Con un venti frontal metiendo y otro trasero sacando aire caliente, te basta; no necesitas añadir más ventis.
Igual que la fuente, no necesitas más vatios de 450, te sobran por todos lados incluso para una futura gráfica de gama media que según tú no vas a poner... Las gráficas de gama baja 610, 730, 1030 consumen apenas 30w. sumado a los 65w de la cpu como el Ryzen 3600 (ponle 90 con overclock), 5w un ssd, 2x2w=4w la ram, 50w de placa repleta de usb's, 5w cada venti. x4 = 20... total 30+90+5+4+50+20= 200w máximo va a consumir tu equipo.


----------



## miscober (23 Dic 2020)

Gracias juanvi por tus respuestas.

He comprado esta fuente, que es la que me habéis recomendado: BitFenix Whisper M 450W

Estoy siguiendo el precio del micro AMD Ryzen 5 3600 3.6GHz BOX. Ha bajado de 239,90 € a 209,90 €. Cuando baje de 200 €, lo pillaré.
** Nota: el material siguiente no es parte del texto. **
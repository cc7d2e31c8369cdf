//! In-memory transport for running a server in-process.

use async_trait::async_trait;
use tokio::sync::mpsc;

use super::{McpTransport, TaskGuard, TransportLink, CHANNEL_CAPACITY};
use crate::codec::{self, JsonRpcMessage};
use crate::error::McpError;

/// Client half of an in-memory pair. Can be opened once.
pub struct ChannelTransport {
    ends: Option<(mpsc::Sender<JsonRpcMessage>, mpsc::Receiver<super::Inbound>)>,
}

/// Server half: sees raw JSON text, the same as a pipe server would.
pub struct ChannelPeer {
    rx: mpsc::Receiver<JsonRpcMessage>,
    tx: mpsc::Sender<super::Inbound>,
}

impl ChannelTransport {
    /// Create a connected transport/peer pair.
    pub fn pair() -> (Self, ChannelPeer) {
        let (to_peer, from_client) = mpsc::channel(CHANNEL_CAPACITY);
        let (to_client, from_peer) = mpsc::channel(CHANNEL_CAPACITY);
        (
            Self {
                ends: Some((to_peer, from_peer)),
            },
            ChannelPeer {
                rx: from_client,
                tx: to_client,
            },
        )
    }
}

#[async_trait]
impl McpTransport for ChannelTransport {
    async fn open(&mut self) -> Result<TransportLink, McpError> {
        let (outbound, inbound) = self.ends.take().ok_or(McpError::TransportClosed)?;
        Ok(TransportLink {
            outbound,
            inbound,
            session_id: None,
            task: TaskGuard::default(),
        })
    }
}

impl ChannelPeer {
    /// Next message from the client as JSON text; `None` once the client is gone.
    pub async fn receive(&mut self) -> Option<String> {
        let message = self.rx.recv().await?;
        codec::encode(&message).ok()
    }

    /// Deliver JSON text to the client. Undecodable text reaches the client
    /// as a decode error, as it would from any other transport.
    pub async fn send(&self, text: &str) -> Result<(), McpError> {
        self.tx
            .send(codec::decode(text))
            .await
            .map_err(|_| McpError::TransportClosed)
    }
}
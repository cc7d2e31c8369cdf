//! Single-envelope JSON-RPC codec.
//!
//! Every transport frames messages differently (lines on a pipe, `data:`
//! fields on an event stream, whole bodies on a POST) but hands one complete
//! JSON text at a time to [`decode`].

use serde::Serialize;
use serde_json::{Map, Value};

use crate::error::McpError;
use crate::types::{JsonRpcError, JsonRpcNotification, JsonRpcRequest, JsonRpcResponse, RpcId};

/// Any envelope that can travel in either direction.
#[derive(Debug, Clone, Serialize)]
#[serde(untagged)]
pub enum JsonRpcMessage {
    Request(JsonRpcRequest),
    Response(JsonRpcResponse),
    Notification(JsonRpcNotification),
}

impl JsonRpcMessage {
    /// Correlation id, for requests and responses.
    pub fn id(&self) -> Option<&RpcId> {
        match self {
            JsonRpcMessage::Request(req) => Some(&req.id),
            JsonRpcMessage::Response(resp) => Some(&resp.id),
            JsonRpcMessage::Notification(_) => None,
        }
    }

    pub fn method(&self) -> Option<&str> {
        match self {
            JsonRpcMessage::Request(req) => Some(&req.method),
            JsonRpcMessage::Notification(n) => Some(&n.method),
            JsonRpcMessage::Response(_) => None,
        }
    }
}

impl From<JsonRpcRequest> for JsonRpcMessage {
    fn from(req: JsonRpcRequest) -> Self {
        JsonRpcMessage::Request(req)
    }
}

impl From<JsonRpcResponse> for JsonRpcMessage {
    fn from(resp: JsonRpcResponse) -> Self {
        JsonRpcMessage::Response(resp)
    }
}

impl From<JsonRpcNotification> for JsonRpcMessage {
    fn from(n: JsonRpcNotification) -> Self {
        JsonRpcMessage::Notification(n)
    }
}

/// Encode one envelope as a single line of JSON.
pub fn encode(message: &JsonRpcMessage) -> Result<String, McpError> {
    Ok(serde_json::to_string(message)?)
}

/// Decode one envelope from JSON text.
pub fn decode(text: &str) -> Result<JsonRpcMessage, McpError> {
    let value: Value = serde_json::from_str(text.trim()).map_err(|e| McpError::Decode {
        id: None,
        reason: format!("invalid JSON: {e}"),
    })?;
    decode_value(value)
}

/// Classify an already-parsed envelope.
///
/// Failures carry the envelope's `id` whenever one could be read, so the
/// matching pending call can be failed instead of left waiting.
pub fn decode_value(value: Value) -> Result<JsonRpcMessage, McpError> {
    let Value::Object(obj) = value else {
        return Err(McpError::Decode {
            id: None,
            reason: "envelope is not a JSON object".to_string(),
        });
    };

    let id = match obj.get("id") {
        None | Some(Value::Null) => None,
        Some(raw) => Some(serde_json::from_value::<RpcId>(raw.clone()).map_err(|_| {
            McpError::Decode {
                id: None,
                reason: format!("unsupported id {raw}"),
            }
        })?),
    };
    let fail = |reason: String| McpError::Decode {
        id: id.clone(),
        reason,
    };

    if let Some(method) = obj.get("method") {
        let method = method
            .as_str()
            .ok_or_else(|| fail("method is not a string".to_string()))?
            .to_string();
        let params = obj.get("params").cloned();
        return Ok(match id.clone() {
            Some(id) => JsonRpcMessage::Request(JsonRpcRequest::new(id, method, params)),
            None => JsonRpcMessage::Notification(JsonRpcNotification::new(method, params)),
        });
    }

    let Some(id) = id.clone() else {
        return Err(fail("envelope has neither id nor method".to_string()));
    };

    if let Some(error) = non_null(&obj, "error") {
        let error: JsonRpcError = serde_json::from_value(error.clone())
            .map_err(|e| fail(format!("malformed error object: {e}")))?;
        return Ok(JsonRpcMessage::Response(JsonRpcResponse::err(id, error)));
    }

    // A response without `result` still settles its call.
    let result = obj.get("result").cloned().unwrap_or(Value::Null);
    Ok(JsonRpcMessage::Response(JsonRpcResponse::ok(id, result)))
}

fn non_null<'a>(obj: &'a Map<String, Value>, key: &str) -> Option<&'a Value> {
    obj.get(key).filter(|v| !v.is_null())
}
//! Incremental Server-Sent-Events decoding.
//!
//! Bytes arrive in arbitrary chunks from `reqwest::Response::bytes_stream()`.
//! [`SseDecoder`] buffers partial lines (including split UTF-8 sequences),
//! accepts `\n` and `\r\n` line endings, skips `:` comments, joins multi-line
//! `data:` fields, and yields one [`SseFrame`] per blank-line terminated block.

/// One dispatched SSE event.
#[derive(Debug, Clone, PartialEq, Eq)]
pub struct SseFrame {
    /// Event name; `message` when the block carried no `event:` field.
    pub event: String,
    pub data: String,
    pub id: Option<String>,
}

#[derive(Debug, Default)]
pub struct SseDecoder {
    buffer: Vec<u8>,
    /// Prefix of `buffer` already known to hold no line break.
    scanned: usize,
    event: Option<String>,
    data: Vec<String>,
    id: Option<String>,
}

impl SseDecoder {
    pub fn new() -> Self {
        Self::default()
    }

    /// Feed a chunk and collect every frame it completes.
    ///
    /// Only the newly appended bytes are searched for line breaks; consumed
    /// lines leave the buffer in a single drain.
    pub fn push(&mut self, chunk: &[u8]) -> Vec<SseFrame> {
        self.buffer.extend_from_slice(chunk);
        let mut frames = Vec::new();
        let mut start = 0;
        while let Some(offset) = self.buffer[self.scanned..].iter().position(|b| *b == b'\n') {
            let end = self.scanned + offset;
            let mut line = &self.buffer[start..end];
            if line.last() == Some(&b'\r') {
                line = &line[..line.len() - 1];
            }
            let line = String::from_utf8_lossy(line).into_owned();
            start = end + 1;
            self.scanned = start;
            if let Some(frame) = self.process_line(&line) {
                frames.push(frame);
            }
        }
        self.buffer.drain(..start);
        self.scanned = self.buffer.len();
        frames
    }

    /// Flush a trailing block when the stream ends without a blank line.
    pub fn finish(&mut self) -> Option<SseFrame> {
        self.scanned = 0;
        if !self.buffer.is_empty() {
            let rest = std::mem::take(&mut self.buffer);
            let line = String::from_utf8_lossy(&rest);
            let line = line.trim_end_matches('\r');
            if let Some(frame) = self.process_line(line) {
                return Some(frame);
            }
        }
        self.dispatch()
    }

    fn process_line(&mut self, line: &str) -> Option<SseFrame> {
        if line.is_empty() {
            return self.dispatch();
        }
        if line.starts_with(':') {
            return None;
        }
        let (field, value) = match line.split_once(':') {
            Some((field, value)) => (field, value.strip_prefix(' ').unwrap_or(value)),
            None => (line, ""),
        };
        match field {
            // An empty name means the default `message` type.
            "event" => self.event = (!value.is_empty()).then(|| value.to_string()),
            "data" => self.data.push(value.to_string()),
            "id" => self.id = Some(value.to_string()),
            _ => {}
        }
        None
    }

    fn dispatch(&mut self) -> Option<SseFrame> {
        if self.event.is_none() && self.data.is_empty() {
            self.id = None;
            return None;
        }
        let frame = SseFrame {
            event: self.event.take().unwrap_or_else(|| "message".to_string()),
            data: self.data.join("\n"),
            id: self.id.take(),
        };
        self.data.clear();
        Some(frame)
    }
}

/// Events the HTTP transports react to.
#[derive(Debug, Clone, PartialEq, Eq)]
pub enum ServerEvent {
    /// Where to POST outbound messages; may be relative to the stream URL.
    Endpoint(String),
    /// One JSON-RPC envelope.
    Message(String),
    /// Heartbeat.
    Ping,
    Unknown { event: String, data: String },
}

impl From<SseFrame> for ServerEvent {
    fn from(frame: SseFrame) -> Self {
        match frame.event.as_str() {
            "endpoint" => ServerEvent::Endpoint(frame.data.trim().to_string()),
            "message" => ServerEvent::Message(frame.data),
            "ping" => ServerEvent::Ping,
            _ => ServerEvent::Unknown {
                event: frame.event,
                data: frame.data,
            },
        }
    }
}

/// Marker some servers put on a POST reply that wraps one SSE frame in a
/// non-SSE content type.
pub const EMBEDDED_MESSAGE_MARKER: &str = "event: message";

/// Compatibility path: pull the JSON payload out of a POST body that carries
/// a single `event: message` frame. Returns `None` when the marker is absent
/// or the frame has no data.
pub fn extract_embedded_message(body: &str) -> Option<String> {
    if !body.contains(EMBEDDED_MESSAGE_MARKER) {
        return None;
    }
    let mut decoder = SseDecoder::new();
    let mut frames = decoder.push(body.as_bytes());
    frames.extend(decoder.finish());
    frames
        .into_iter()
        .find(|f| f.event == "message" && !f.data.trim().is_empty())
        .map(|f| f.data)
}
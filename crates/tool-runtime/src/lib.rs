pub mod signature;
pub mod tool;

pub use signature::{ParamType, ToolParameter, ToolSignature};
pub use tool::{Tool, ToolContext, ToolDefinition, ToolError, ToolResult};
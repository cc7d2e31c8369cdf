//! MCP (Model Context Protocol) client runtime for toolmesh.
//!
//! Discovers and invokes the tools of many independent MCP servers, each
//! reached over its own transport.
//!
//! # Architecture
//!
//! - **types**: JSON-RPC 2.0 and MCP-specific protocol types
//! - **codec**: single-envelope encode/decode
//! - **sse**: incremental Server-Sent-Events decoding
//! - **transport**: pipe, event-stream, hybrid HTTP and in-memory transports
//! - **session**: initialize handshake and id-correlated calls
//! - **client**: one session for one configured server
//! - **manager**: named clients, tool caches, bulk bring-up and shutdown
//! - **adapter**: remote tools as local `Tool` implementations
//! - **error**: unified error type
//!
//! # Usage
//!
//! ```no_run
//! use std::sync::Arc;
//! use toolmesh_core::{RuntimeConfig, ServersFile};
//! use toolmesh_mcp::{ClientOptions, ConnectionManager};
//!
//! # async fn example() -> Result<(), Box<dyn std::error::Error>> {
//! let config = RuntimeConfig::from_env();
//! let servers = ServersFile::from_file(&config.servers_file)?;
//!
//! let manager = Arc::new(ConnectionManager::new(ClientOptions::from(&config)));
//! manager.load_and_connect_all(servers.servers).join().await;
//!
//! for tool in manager.list_all_tools().await {
//!     println!("{}/{}", tool.origin_server, tool.tool.name);
//! }
//! manager.shutdown().await;
//! # Ok(())
//! # }
//! ```

pub mod adapter;
pub mod client;
pub mod codec;
pub mod error;
pub mod manager;
pub mod session;
pub mod sse;
pub mod transport;
pub mod types;

pub use adapter::{adapters_for, McpToolAdapter};
pub use client::{ClientOptions, McpClient};
pub use codec::JsonRpcMessage;
pub use error::McpError;
pub use manager::{ConnectionManager, PendingConnects, RoutedTool};
pub use session::McpSession;
pub use transport::{ChannelPeer, ChannelTransport, McpTransport, TransportLink};
pub use types::*;
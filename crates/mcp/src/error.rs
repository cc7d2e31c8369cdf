//! Error types for the MCP crate.

use std::time::Duration;

use serde_json::Value;
use toolmesh_core::ConfigError;

use crate::types::{error_codes, JsonRpcError, RpcId};

/// Errors that can occur during MCP operations.
#[derive(Debug, thiserror::Error)]
pub enum McpError {
    /// Failed to parse or produce JSON.
    #[error("JSON error: {0}")]
    Json(#[from] serde_json::Error),

    /// Pipe I/O error.
    #[error("Transport I/O error: {0}")]
    Io(#[from] std::io::Error),

    /// HTTP client error.
    #[error("HTTP error: {0}")]
    Http(#[from] reqwest::Error),

    /// The server descriptor could not be turned into a transport.
    #[error("Configuration error: {0}")]
    Config(#[from] ConfigError),

    /// The session could not be established.
    #[error("Connection failed: {0}")]
    Connection(String),

    /// A POST was answered with a non-success status.
    #[error("HTTP status {status}: {body}")]
    HttpStatus { status: u16, body: String },

    /// The server announced an endpoint on a different origin.
    #[error("Endpoint origin {actual} does not match connection origin {expected}")]
    OriginMismatch { expected: String, actual: String },

    /// An inbound message could not be decoded.
    #[error("Malformed message: {reason}")]
    Decode { id: Option<RpcId>, reason: String },

    /// An outbound request could not be handed to the server.
    #[error("Request delivery failed: {reason}")]
    Delivery { id: Option<RpcId>, reason: String },

    /// The server answered with a JSON-RPC error envelope.
    #[error("Server error {code}: {message}")]
    Remote {
        code: i64,
        message: String,
        data: Option<Value>,
    },

    /// The requested method is not supported.
    #[error("Method not found: {0}")]
    MethodNotFound(String),

    #[error("Timed out after {0:?}")]
    Timeout(Duration),

    #[error("Transport closed")]
    TransportClosed,

    #[error("Server '{0}' is not connected")]
    NotConnected(String),

    #[error("Server '{0}' was already connected once; build a new client to reconnect")]
    AlreadyConnected(String),

    #[error("Session already initialized")]
    AlreadyInitialized,

    #[error("Not initialized: call initialize first")]
    NotInitialized,
}

impl McpError {
    /// The request this error belongs to, when it can be pinned to one.
    pub fn request_id(&self) -> Option<&RpcId> {
        match self {
            McpError::Decode { id, .. } | McpError::Delivery { id, .. } => id.as_ref(),
            _ => None,
        }
    }

    /// Only an origin mismatch may tear a transport down on its own.
    pub fn is_fatal_to_transport(&self) -> bool {
        matches!(self, McpError::OriginMismatch { .. })
    }

    /// Convert to a JSON-RPC error object.
    pub fn to_rpc_error(&self) -> JsonRpcError {
        let (code, data) = match self {
            McpError::Json(_) | McpError::Decode { .. } => (error_codes::PARSE_ERROR, None),
            McpError::MethodNotFound(_) => (error_codes::METHOD_NOT_FOUND, None),
            McpError::Remote { code, data, .. } => (*code, data.clone()),
            _ => (error_codes::INTERNAL_ERROR, None),
        };
        JsonRpcError {
            code,
            message: self.to_string(),
            data,
        }
    }
}

impl From<JsonRpcError> for McpError {
    fn from(err: JsonRpcError) -> Self {
        McpError::Remote {
            code: err.code,
            message: err.message,
            data: err.data,
        }
    }
}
Y la caja que más me sulibella es esta: SHARKOON V100 Está a 43 €, que no está mal de precio. 

Cuando pasen estas fiestas y tenga más tiempo, pondré la fuente en mi actual PC.

Gracias y felices fiestas


----------



## juanvi (23 Dic 2020)

La mayoría de disipadores tienen una altura de 155-160mm. que no caben en la caja V1000.
Tendrás que mirar el Cryorig H7 de 145mm altura que es un poco mejor que el CM Hyper 212.


----------



## miscober (23 Dic 2020)

*VENTILADOR CPU*: Cryorig H7 Plus

42,99 € https://www.pccomponentes.com/cryorig-h7-plus-ventilador-cpu


----------



## miscober (1 Ene 2021)

Buenas tardes y feliz año 

Aquí voy a hacer un pequeño seguimiento sobre el micro  *AMD Ryzen 5 3600*.

A día de hoy:

En AUSSAR: 214,41 €

En PCCOMPONENTES: 219,91 €

En COOLMOD está en oferta: *199,95€*

En AMAZON: 219,91 €


Saludos.


----------



## FerentZ (2 Ene 2021)

no compraria por mas de 200€ ese proce


----------



## miscober (21 Ene 2021)

FerentZ dijo:


> no compraria por mas de 200€ ese proce


Hola buenas.

He visto este micro en efecto 2000 a 192 €. Es el sitio más asequible que he visto hasta ahora.

Un saludito.


----------



## miscober (14 Feb 2021)

miscober dijo:


> Hola buenas.
> 
> He visto este micro en efecto 2000 a 192 €. Es el sitio más asequible que he visto hasta ahora.
> 
> Un saludito.


Ha bajado a 184 €


----------



## FerentZ (14 Feb 2021)

a 184€ lo veo buena opcioon


----------



## miscober (14 Mar 2021)

FerentZ dijo:


> a 184€ lo veo buena opcioon


179,99 €


----------



## miscober (13 Abr 2021)

Estas navidades este micro estaba a 200 € o más.

*Ahora está a  173,99 €*


----------



## miscober (24 Abr 2021)

Hola compañeros.

Gracias a todos y en especial a juanvi una vez más.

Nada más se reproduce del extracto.